Bu başlığın farklı sayılarını daha göreceğiz gibi. “Algı operasyonu” başlığında topladığım yazılar, genellikle sosyal medyada oluyor. Çünkü sosyal medya, bir insanı manipüle etme konusunda son derece iyi. Orada yanlış bilgi veren mi ararsınız, insanları birbirine düşürmek isteyen mi ararsınız, platformdaki hikâyesinde iç çamaşırını paylaştığını söyleyen bot mu ararsınız, bunların her türlüsü var. Tabii ben bugün farklı ve yeniden ortaya çıkan bir algı oyunundan bahsedeceğim.
Geçen gün sosyal medyada bir video gördüm. –Kimseyi aşağılayacak veya fiziki görünüşüyle dalga geçecek halim yok (ben de öyleyken hiç yok)- Videoda kilosu biraz fazla bir arkadaşımız, karın bölgesi açık şekilde çılgınlar gibi dans ediyordu. Videonun üstünde de “Özgüven” yazıyordu. Bu özgüven mi sizce? Bence kendini rezil etmekten başka hiçbir şey değil. Yorumları yapan insanların da yazdıkları bana ikinci şoku yaşattı diyebilirim. Bu arkadaşa, yaptığının yanlış olduğunu ve özgüvenin böyle bir şey olmadığını kimse söylemiyor. Herkes, “ya çok güzelsin, ya şöylesin, işte özgüven” demiş. Ya ne oluyor bu yeni nesle? Samimi soruyorum.

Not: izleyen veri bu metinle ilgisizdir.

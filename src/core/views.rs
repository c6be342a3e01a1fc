//! Exports aggregate warehouse views to static JSON files for the web app.

use crate::config::settings::{ViewExport, ViewsConfig};
use crate::core::{Pipeline, RunSummary, Storage, Warehouse};
use crate::utils::error::Result;
use serde_json::{json, Map, Value};
use std::io::Write;
use zip::write::{FileOptions, ZipWriter};

pub const METADATA_FILE: &str = "metadata.json";

pub fn view_query(export: &ViewExport) -> String {
    let projection = if export.columns.is_empty() {
        "*".to_string()
    } else {
        export.columns.join(",\n    ")
    };
    let mut sql = format!("SELECT\n    {}\nFROM {}", projection, export.view);
    if let Some(order_by) = &export.order_by {
        sql.push_str(&format!("\nORDER BY {}", order_by));
    }
    sql
}

/// The export's `metadata_key`, else `category_summary.json` -> `category_summary_records`.
pub fn records_key(export: &ViewExport) -> String {
    if let Some(key) = &export.metadata_key {
        return key.clone();
    }
    let file = export.file.as_str();
    let stem = file.rsplit_once('.').map(|(stem, _)| stem).unwrap_or(file);
    format!("{}_records", stem)
}

/// Distinct non-null values of `column`, newest first.
pub fn distinct_years(records: &[Map<String, Value>], column: &str) -> Vec<Value> {
    let mut years: Vec<Value> = Vec::new();
    for record in records {
        let Some(value) = record
            .iter()
            .find(|(k, _)| k.eq_ignore_ascii_case(column))
            .map(|(_, v)| v)
        else {
            continue;
        };
        if !value.is_null() && !years.contains(value) {
            years.push(value.clone());
        }
    }
    years.sort_by(|a, b| match (a.as_f64(), b.as_f64()) {
        (Some(x), Some(y)) => y.total_cmp(&x),
        _ => b.to_string().cmp(&a.to_string()),
    });
    years
}

fn has_column(records: &[Map<String, Value>], column: &str) -> bool {
    records
        .first()
        .is_some_and(|record| record.keys().any(|k| k.eq_ignore_ascii_case(column)))
}

pub struct ViewData {
    pub export: ViewExport,
    pub records: Result<Vec<Map<String, Value>>>,
}

pub struct ViewExportPipeline<W: Warehouse, S: Storage> {
    warehouse: W,
    storage: S,
    config: ViewsConfig,
}

impl<W: Warehouse, S: Storage> ViewExportPipeline<W, S> {
    pub fn new(warehouse: W, storage: S, config: ViewsConfig) -> Self {
        Self {
            warehouse,
            storage,
            config,
        }
    }

    async fn generated_at(&self) -> String {
        let fallback = || chrono::Utc::now().to_rfc3339();
        match self.warehouse.execute("SELECT CURRENT_TIMESTAMP()").await {
            Ok(result) => match result.first_value() {
                Some(Value::String(ts)) => ts.clone(),
                _ => fallback(),
            },
            Err(e) => {
                tracing::warn!("Could not read warehouse clock ({}); using local time", e);
                fallback()
            }
        }
    }

    fn archive(&self, files: &[(String, Vec<u8>)]) -> Result<Vec<u8>> {
        let mut zip = ZipWriter::new(std::io::Cursor::new(Vec::new()));
        for (name, body) in files {
            zip.start_file::<_, ()>(name.as_str(), FileOptions::default())?;
            zip.write_all(body)?;
        }
        Ok(zip.finish()?.into_inner())
    }
}

#[async_trait::async_trait]
impl<W: Warehouse, S: Storage> Pipeline for ViewExportPipeline<W, S> {
    type Extracted = Vec<ViewData>;
    type Transformed = Vec<ViewData>;

    fn name(&self) -> &str {
        "view export"
    }

    async fn extract(&self) -> Result<Vec<ViewData>> {
        let mut views = Vec::with_capacity(self.config.exports.len());
        for (idx, export) in self.config.exports.iter().enumerate() {
            tracing::info!(
                "{}. Exporting {} -> {}",
                idx + 1,
                export.view,
                export.file
            );
            let records = self
                .warehouse
                .execute(&view_query(export))
                .await
                .map(|result| result.to_records());
            views.push(ViewData {
                export: export.clone(),
                records,
            });
        }
        Ok(views)
    }

    async fn transform(&self, views: Vec<ViewData>) -> Result<Vec<ViewData>> {
        Ok(views)
    }

    async fn load(&self, views: Vec<ViewData>) -> Result<RunSummary> {
        let mut summary = RunSummary::new("view export");
        let mut metadata = Map::new();
        metadata.insert("generated_at".to_string(), json!(self.generated_at().await));
        let mut years: Option<Vec<Value>> = None;
        let mut written: Vec<(String, Vec<u8>)> = Vec::new();

        for view in views {
            let file = view.export.file.clone();
            let outcome = match view.records {
                Ok(records) => match serde_json::to_vec_pretty(&records) {
                    Ok(body) => self
                        .storage
                        .write_file(&file, &body)
                        .await
                        .map(|_| (records, body)),
                    Err(e) => Err(e.into()),
                },
                Err(e) => Err(e),
            };

            match outcome {
                Ok((records, body)) => {
                    tracing::info!("   ✓ Exported {} records to {}", records.len(), file);
                    metadata.insert(records_key(&view.export), json!(records.len()));
                    if let Some(column) = self.config.years_column.as_deref() {
                        if years.is_none() && has_column(&records, column) {
                            years = Some(distinct_years(&records, column));
                        }
                    }
                    summary.rows += records.len() as u64;
                    summary.record_success(file.clone());
                    written.push((file, body));
                }
                Err(e) => {
                    tracing::error!("   ✗ {} ({}) failed: {}", file, view.export.view, e);
                    summary.record_failure();
                }
            }
        }

        if let Some(years) = years {
            metadata.insert("years".to_string(), Value::Array(years));
        }
        let body = serde_json::to_vec_pretty(&Value::Object(metadata))?;
        self.storage.write_file(METADATA_FILE, &body).await?;
        written.push((METADATA_FILE.to_string(), body));

        if self.config.archive {
            let bundle = self.archive(&written)?;
            tracing::debug!("Writing archive ({} bytes)", bundle.len());
            self.storage.write_file(&self.config.archive_name, &bundle).await?;
            summary.outputs.push(self.config.archive_name.clone());
        }

        summary.log(&self.storage.location());
        Ok(summary)
    }
}

#[cfg(test)]
mod tests {
    use super::*;

    #[test]
    fn test_view_query() {
        let export = ViewExport {
            file: "x.json".to_string(),
            view: "MARTS.V".to_string(),
            columns: vec!["A".to_string(), "B".to_string()],
            order_by: Some("A DESC".to_string()),
            metadata_key: None,
        };
        assert_eq!(view_query(&export), "SELECT\n    A,\n    B\nFROM MARTS.V\nORDER BY A DESC");

        let bare = ViewExport {
            columns: Vec::new(),
            order_by: None,
            ..export
        };
        assert_eq!(view_query(&bare), "SELECT\n    *\nFROM MARTS.V");
    }

    #[test]
    fn test_records_key() {
        let export = |file: &str, metadata_key: Option<&str>| ViewExport {
            file: file.to_string(),
            view: "V".to_string(),
            columns: Vec::new(),
            order_by: None,
            metadata_key: metadata_key.map(str::to_string),
        };
        assert_eq!(records_key(&export("category_summary.json", None)), "category_summary_records");
        assert_eq!(records_key(&export("plain", None)), "plain_records");
        assert_eq!(
            records_key(&export("category_summary.json", Some("category_records"))),
            "category_records"
        );
    }

    #[test]
    fn test_distinct_years_descending() {
        let records: Vec<Map<String, Value>> = [2022, 2024, 2023, 2024]
            .iter()
            .map(|y| {
                let mut m = Map::new();
                m.insert("PERFORMANCE_YEAR".to_string(), json!(y));
                m
            })
            .collect();
        assert_eq!(
            distinct_years(&records, "performance_year"),
            vec![json!(2024), json!(2023), json!(2022)]
        );
    }
}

Bunun size özgüven olduğunu düşündüren nedir?
Şuan sizin bildiğiniz özgürlük, özgüven ve saygı gibi kavramlar, onlar için bambaşka bir anlam taşıyor. Onların özgürlüğü, popüler kültür köleliği; onların özgüveni, kendini rezil etmek; onların saygısı, farklı olana tapınmak…
Ebeveynlerden istirhamım, çocuğunuzu, erken yaşta sosyal medyadan uzak tutun. Eğer ille de bir hesap açacaksanız, bunu sürekli kontrol edin. “Yok, bu onun özel alanı, özel hayatı” gibi söylemlerde bulunup, 8-9 yaşında telefonu verip “beni uğraştırmasın da, telefonla uğraşsın” derseniz, yarın yazımın konusu o çocuk olacaktır.
Okuldan önceki aile eğitimi, (bu nesil için konuşmak gerekirse) o kadar dikkatli ve özenli olmalı ki, çocuk okulda, 8-9 yaşında telefon sahibi olan çocukların kapıldığı algılara kapılmasın. Ondan sonra çocuk eve; “anne/baba, ben kız ve erkek değilim başka bir cinsiyetim, anne bak Kore, baba alkol istiyorum, anne sigara istiyorum, baba bak şarkı çok güzel (bahsettiği şarkı; hapishane, polisler, bam bum, içki isimleri, araba isimleri, birbiriyle alakası olmayan yan yana kelimeler) vesaire. Çocukları bu bataktan korumak, ebeveynlerin elinde... Bu konuda biraz değil, çok dikkat etmeleri gerekiyor.
Küçük yaşta böyle laf yapabiliyorsa ağızları, büyüyünce insanların tepesine biner bunlar. Bunları destekleyenin de, geri kalır bir yanı yok zaten. “Küçük çocuk, büyüyünce fikri değişir” gibi bir düşünceyle her şeyi oluruna bırakmak, direkt olarak çocuğu kaybetmektir. Böyle bir prensip edinildiyse, çocuğun yaptıklarının ardı arkası kesilmez. Şimdiki teknolojinin ve bazı X kişilerinin “Z kuşağı” adı verilen neslin düşünce yapısını, algılarını ve duygularını değiştirmeye çalışması, şuan büyük oranda başarılı gidiyor. Onları bu bataklıklardan kurtarmak, bilinçli kişilere kaldı. Tabii olay bu noktaya varınca, aklıma bir söz geldi; “1 delille 40 âlimi yendim, 40 delille 1 cahili yenemedim.”
Tabii ben ne zaman böyle bir yazı yazsam -ille de köşe olarak değil, bir yorum olarak da- toplu bir kargaşa, toplu şekilde baskı söz konusu. Aynı savunmaları yapan, farklı kişiler. Bu toplu taarruzun üstüne Einstein’in yaşadığı şu olay aklıma geldi; Einstein o dönem katıldığı bir kongrede, dönemin farklı bilim insanları tarafından sert şekilde eleştirilmiş. Sonrasında “Einstein’e karşı 100 yazar” isimli bir kitap çıkarılmış. Einstein, gazetecinin kendisine kitap hakkındaki düşüncesini sorduğunda ise şöyle demiş, “Niçin 100 yazar? Haksız olsam birisi yeterdi.”